BRIEF: Once you find a line containing the word "short" in the entries below, copy it.
(Beginning of SUPPLIED RECORDS)
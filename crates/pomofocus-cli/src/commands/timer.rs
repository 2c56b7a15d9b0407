use std::future::Future;
use std::io::Write;
use std::pin::Pin;

use clap::Subcommand;
use pomofocus_core::{
    format_clock, Cadence, CoreError, DataStore, Event, FocusApp, IntervalCadence, Notifier,
    TimerMode,
};

use super::{print_json, CommandResult};
use crate::host::{App, Host};

#[derive(Subcommand)]
pub enum TimerAction {
    /// Run the timer in the foreground until it comes to rest or Ctrl-C
    Run,
    /// Print current timer state as JSON
    Status,
    /// Switch to a mode (pauses the timer)
    Mode {
        /// work, short-break or long-break
        mode: TimerMode,
    },
    /// Finish the current phase now
    Complete,
    /// Restart the current phase from its full duration
    Reset,
}

/// Wraps a cadence so that Ctrl-C ends the wait with `false`.
struct UntilCtrlC<K> {
    inner: K,
    ctrl_c: Pin<Box<dyn Future<Output = std::io::Result<()>>>>,
    interrupted: bool,
}

impl<K: Cadence> UntilCtrlC<K> {
    fn new(inner: K) -> Self {
        Self {
            inner,
            ctrl_c: Box::pin(tokio::signal::ctrl_c()),
            interrupted: false,
        }
    }
}

impl<K: Cadence> Cadence for UntilCtrlC<K> {
    async fn wait(&mut self) -> bool {
        if self.interrupted {
            return false;
        }
        tokio::select! {
            ready = self.inner.wait() => ready,
            _ = &mut self.ctrl_c => {
                self.interrupted = true;
                false
            }
        }
    }
}

fn print_events(events: &[Event]) -> CommandResult {
    for event in events {
        println!("{}", serde_json::to_string(event)?);
    }
    Ok(())
}

fn record_completions(host: &Host, app: &App<'_>, events: &[Event]) {
    for event in events {
        if let Event::PhaseCompleted {
            mode,
            duration_secs,
            at,
            ..
        } = event
        {
            let target = app.target();
            let result = host.db.record_phase(
                *mode,
                *duration_secs,
                target.map(|t| t.project_id.as_str()),
                target.and_then(|t| t.subtask_id.as_deref()),
                *at,
            );
            if let Err(e) = result {
                tracing::warn!(error = %e, "failed to record phase");
            }
        }
    }
}

async fn run_foreground(host: &Host, app: &mut App<'_>) -> CommandResult {
    if let Some(event) = app.start() {
        print_events(&[event])?;
    }

    let mut cadence = UntilCtrlC::new(IntervalCadence::every_second());
    app.drive(&mut cadence, |app, events| {
        let engine = app.engine();
        eprint!(
            "\r{} {} ",
            engine.mode().label(),
            format_clock(engine.remaining_secs())
        );
        let _ = std::io::stderr().flush();
        if events.is_empty() {
            return;
        }
        eprintln!();
        record_completions(host, app, events);
        if let Err(e) = print_events(events) {
            tracing::warn!(error = %e, "failed to print events");
        }
    })
    .await;
    eprintln!();

    let events = finish_run(app)?;
    print_events(&events)
}

/// Pause and commit the app session before anything is printed.
fn finish_run<S: DataStore, N: Notifier>(
    app: &mut FocusApp<S, N>,
) -> Result<Vec<Event>, CoreError> {
    let mut events: Vec<Event> = app.pause().into_iter().collect();
    let (_, committed) = app.commit_app_session()?;
    events.push(committed);
    Ok(events)
}

pub fn run(action: TimerAction) -> CommandResult {
    let host = Host::open()?;
    let mut app = host.app()?;

    match action {
        TimerAction::Run => {
            let runtime = tokio::runtime::Builder::new_current_thread()
                .enable_all()
                .build()?;
            let outcome = runtime.block_on(run_foreground(&host, &mut app));
            host.save_state(&app)?;
            return outcome;
        }
        TimerAction::Status => {
            print_json(&app.snapshot())?;
        }
        TimerAction::Mode { mode } => {
            print_json(&app.set_mode(mode))?;
        }
        TimerAction::Complete => {
            let events = app.complete()?;
            record_completions(&host, &app, &events);
            print_events(&events)?;
        }
        TimerAction::Reset => {
            print_json(&app.reset())?;
        }
    }

    host.save_state(&app)?;
    Ok(())
}
//! Whole-dataset import and export.

use std::path::PathBuf;

use chrono::Utc;
use clap::Subcommand;
use pomofocus_core::{export_file_name, ImportMode};

use super::{print_json, CommandResult};
use crate::host::Host;

#[derive(Subcommand)]
pub enum DataAction {
    /// Write the dataset and a summary as JSON
    Export {
        /// Destination file, or "-" for stdout
        /// [default: pomodoro-data-<date>.json]
        #[arg(long, short)]
        output: Option<PathBuf>,
    },
    /// Load a JSON dataset
    Import {
        path: PathBuf,
        /// replace or merge
        #[arg(long)]
        mode: ImportMode,
    },
}

pub fn run(action: DataAction) -> CommandResult {
    let host = Host::open()?;
    let mut app = host.app()?;

    match action {
        DataAction::Export { output } => {
            let json = app.export().to_json_pretty()?;
            let path = output.unwrap_or_else(|| {
                PathBuf::from(export_file_name(Utc::now(), app.tracker().zone()))
            });
            if path.as_os_str() == "-" {
                println!("{json}");
            } else {
                std::fs::write(&path, json)?;
                eprintln!("Exported to {}", path.display());
            }
        }
        DataAction::Import { path, mode } => {
            let payload = std::fs::read_to_string(&path)?;
            let (_, event) = app.import(&payload, mode)?;
            host.save_state(&app)?;
            print_json(&event)?;
        }
    }
    Ok(())
}
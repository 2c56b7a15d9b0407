use chrono::{TimeZone, Utc};
use clap::Subcommand;
use pomofocus_core::{format_hms, model::day_key};
use serde::Serialize;

use super::{print_json, CommandResult};
use crate::host::Host;

#[derive(Subcommand)]
pub enum StatsAction {
    /// Today's completed phases and app time
    Today,
    /// All-time totals
    All,
    /// Per-day app session log
    Sessions,
}

#[derive(Serialize)]
#[serde(rename_all = "camelCase")]
struct TodayStats {
    date: String,
    work_phases: u64,
    work_time: String,
    break_phases: u64,
    break_time: String,
    app_time: String,
}

pub fn run(action: StatsAction) -> CommandResult {
    let host = Host::open()?;
    let app = host.app()?;

    match action {
        StatsAction::Today => {
            let zone = app.tracker().zone();
            let now = Utc::now();
            let midnight = now.with_timezone(&zone).date_naive().and_hms_opt(0, 0, 0);
            let since = midnight
                .and_then(|m| zone.from_local_datetime(&m).single())
                .map_or(now, |m| m.with_timezone(&Utc));
            let totals = host.db.phase_totals_since(since)?;

            let date = day_key(now, zone);
            let app_secs = app.dataset().app_session(&date).map_or(0, |s| s.duration);
            print_json(&TodayStats {
                work_phases: totals.work_phases,
                work_time: format_hms(totals.work_secs),
                break_phases: totals.break_phases,
                break_time: format_hms(totals.break_secs),
                app_time: format_hms(app_secs),
                date,
            })?;
        }
        StatsAction::All => print_json(&app.export().summary)?,
        StatsAction::Sessions => print_json(&app.dataset().app_sessions)?,
    }
    Ok(())
}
(End of SUPPLIED RECORDS)
RESULT OF THIS TASK:
        /// work, short-break or long-break
        #[arg(long, short)]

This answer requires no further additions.